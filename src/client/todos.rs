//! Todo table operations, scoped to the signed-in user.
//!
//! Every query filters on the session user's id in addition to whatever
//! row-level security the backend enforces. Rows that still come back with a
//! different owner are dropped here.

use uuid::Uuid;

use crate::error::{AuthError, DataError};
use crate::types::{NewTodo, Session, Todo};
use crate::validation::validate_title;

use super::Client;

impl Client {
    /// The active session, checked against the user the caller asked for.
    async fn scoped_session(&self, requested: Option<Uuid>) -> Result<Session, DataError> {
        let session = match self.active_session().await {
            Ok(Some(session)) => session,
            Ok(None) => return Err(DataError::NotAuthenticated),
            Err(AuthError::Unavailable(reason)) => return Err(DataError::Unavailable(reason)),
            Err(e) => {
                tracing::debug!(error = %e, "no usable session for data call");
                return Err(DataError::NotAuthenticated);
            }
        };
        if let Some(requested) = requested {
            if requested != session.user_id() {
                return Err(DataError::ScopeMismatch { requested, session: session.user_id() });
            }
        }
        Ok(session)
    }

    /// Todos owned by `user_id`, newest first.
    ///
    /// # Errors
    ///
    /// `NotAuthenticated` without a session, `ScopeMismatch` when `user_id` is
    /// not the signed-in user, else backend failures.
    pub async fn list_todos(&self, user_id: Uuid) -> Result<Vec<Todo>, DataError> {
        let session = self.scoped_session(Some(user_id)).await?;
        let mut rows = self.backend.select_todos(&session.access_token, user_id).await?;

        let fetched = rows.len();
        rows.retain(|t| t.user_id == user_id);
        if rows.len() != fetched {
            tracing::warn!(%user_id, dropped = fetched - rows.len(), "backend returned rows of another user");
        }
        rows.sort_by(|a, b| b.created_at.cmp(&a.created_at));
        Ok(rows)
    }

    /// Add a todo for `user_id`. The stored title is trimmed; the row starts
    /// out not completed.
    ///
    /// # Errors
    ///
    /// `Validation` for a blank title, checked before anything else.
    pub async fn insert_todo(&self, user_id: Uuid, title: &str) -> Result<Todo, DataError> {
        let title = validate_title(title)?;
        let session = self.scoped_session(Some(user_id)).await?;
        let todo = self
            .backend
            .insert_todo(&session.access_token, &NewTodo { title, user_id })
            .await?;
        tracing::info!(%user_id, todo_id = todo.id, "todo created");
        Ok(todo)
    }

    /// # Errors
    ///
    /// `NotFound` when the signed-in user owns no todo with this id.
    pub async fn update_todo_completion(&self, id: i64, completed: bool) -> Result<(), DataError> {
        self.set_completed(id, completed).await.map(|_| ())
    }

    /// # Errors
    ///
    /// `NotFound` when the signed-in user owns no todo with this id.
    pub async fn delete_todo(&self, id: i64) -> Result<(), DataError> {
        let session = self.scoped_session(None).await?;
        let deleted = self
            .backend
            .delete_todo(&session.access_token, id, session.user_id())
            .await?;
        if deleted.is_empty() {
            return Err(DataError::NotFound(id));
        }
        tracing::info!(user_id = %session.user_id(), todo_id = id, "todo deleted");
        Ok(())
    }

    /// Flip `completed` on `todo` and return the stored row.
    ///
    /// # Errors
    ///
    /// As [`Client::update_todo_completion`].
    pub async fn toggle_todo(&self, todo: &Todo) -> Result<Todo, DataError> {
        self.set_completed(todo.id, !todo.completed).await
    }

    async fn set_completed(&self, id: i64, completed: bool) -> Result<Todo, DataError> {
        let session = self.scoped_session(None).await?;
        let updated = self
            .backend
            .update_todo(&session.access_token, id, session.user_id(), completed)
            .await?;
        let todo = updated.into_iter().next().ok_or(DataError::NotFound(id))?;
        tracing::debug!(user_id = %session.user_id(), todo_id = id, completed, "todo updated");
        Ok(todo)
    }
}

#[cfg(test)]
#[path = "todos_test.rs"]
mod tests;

* [WORK ITEM]: The full listing above should be transcribed exactly.

* [SOLUTION FOR THIS TASK]:
filename src/client/todos.rs
//! Todo table operations, scoped to the signed-in user.
//!
//! Every query filters on the session user's id in addition to whatever
//! row-level security the backend enforces. Rows that still come back with a
//! different owner are dropped here.

use uuid::Uuid;

use crate::error::{AuthError, DataError};
use crate::types::{NewTodo, Session, Todo};
use crate::validation::validate_title;

use super::Client;

impl Client {
    /// The active session, checked against the user the caller asked for.
    async fn scoped_session(&self, requested: Option<Uuid>) -> Result<Session, DataError> {
        let session = match self.active_session().await {
            Ok(Some(session)) => session,
            Ok(None) => return Err(DataError::NotAuthenticated),
            Err(AuthError::Unavailable(reason)) => return Err(DataError::Unavailable(reason)),
            Err(e) => {
                tracing::debug!(error = %e, "no usable session for data call");
                return Err(DataError::NotAuthenticated);
            }
        };
        if let Some(requested) = requested {
            if requested != session.user_id() {
                return Err(DataError::ScopeMismatch { requested, session: session.user_id() });
            }
        }
        Ok(session)
    }

    /// Todos owned by `user_id`, newest first.
    ///
    /// # Errors
    ///
    /// `NotAuthenticated` without a session, `ScopeMismatch` when `user_id` is
    /// not the signed-in user, else backend failures.
    pub async fn list_todos(&self, user_id: Uuid) -> Result<Vec<Todo>, DataError> {
        let session = self.scoped_session(Some(user_id)).await?;
        let mut rows = self.backend.select_todos(&session.access_token, user_id).await?;

        let fetched = rows.len();
        rows.retain(|t| t.user_id == user_id);
        if rows.len() != fetched {
            tracing::warn!(%user_id, dropped = fetched - rows.len(), "backend returned rows of another user");
        }
        rows.sort_by(|a, b| b.created_at.cmp(&a.created_at));
        Ok(rows)
    }

    /// Add a todo for `user_id`. The stored title is trimmed; the row starts
    /// out not completed.
    ///
    /// # Errors
    ///
    /// `Validation` for a blank title, checked before anything else.
    pub async fn insert_todo(&self, user_id: Uuid, title: &str) -> Result<Todo, DataError> {
        let title = validate_title(title)?;
        let session = self.scoped_session(Some(user_id)).await?;
        let todo = self
            .backend
            .insert_todo(&session.access_token, &NewTodo { title, user_id })
            .await?;
        tracing::info!(%user_id, todo_id = todo.id, "todo created");
        Ok(todo)
    }

    /// # Errors
    ///
    /// `NotFound` when the signed-in user owns no todo with this id.
    pub async fn update_todo_completion(&self, id: i64, completed: bool) -> Result<(), DataError> {
        self.set_completed(id, completed).await.map(|_| ())
    }

    /// # Errors
    ///
    /// `NotFound` when the signed-in user owns no todo with this id.
    pub async fn delete_todo(&self, id: i64) -> Result<(), DataError> {
        let session = self.scoped_session(None).await?;
        let deleted = self
            .backend
            .delete_todo(&session.access_token, id, session.user_id())
            .await?;
        if deleted.is_empty() {
            return Err(DataError::NotFound(id));
        }
        tracing::info!(user_id = %session.user_id(), todo_id = id, "todo deleted");
        Ok(())
    }

    /// Flip `completed` on `todo` and return the stored row.
    ///
    /// # Errors
    ///
    /// As [`Client::update_todo_completion`].
    pub async fn toggle_todo(&self, todo: &Todo) -> Result<Todo, DataError> {
        self.set_completed(todo.id, !todo.completed).await
    }

    async fn set_completed(&self, id: i64, completed: bool) -> Result<Todo, DataError> {
        let session = self.scoped_session(None).await?;
        let updated = self
            .backend
            .update_todo(&session.access_token, id, session.user_id(), completed)
            .await?;
        let todo = updated.into_iter().next().ok_or(DataError::NotFound(id))?;
        tracing::debug!(user_id = %session.user_id(), todo_id = id, completed, "todo updated");
        Ok(todo)
    }
}

#[cfg(test)]
#[path = "todos_test.rs"]
mod tests;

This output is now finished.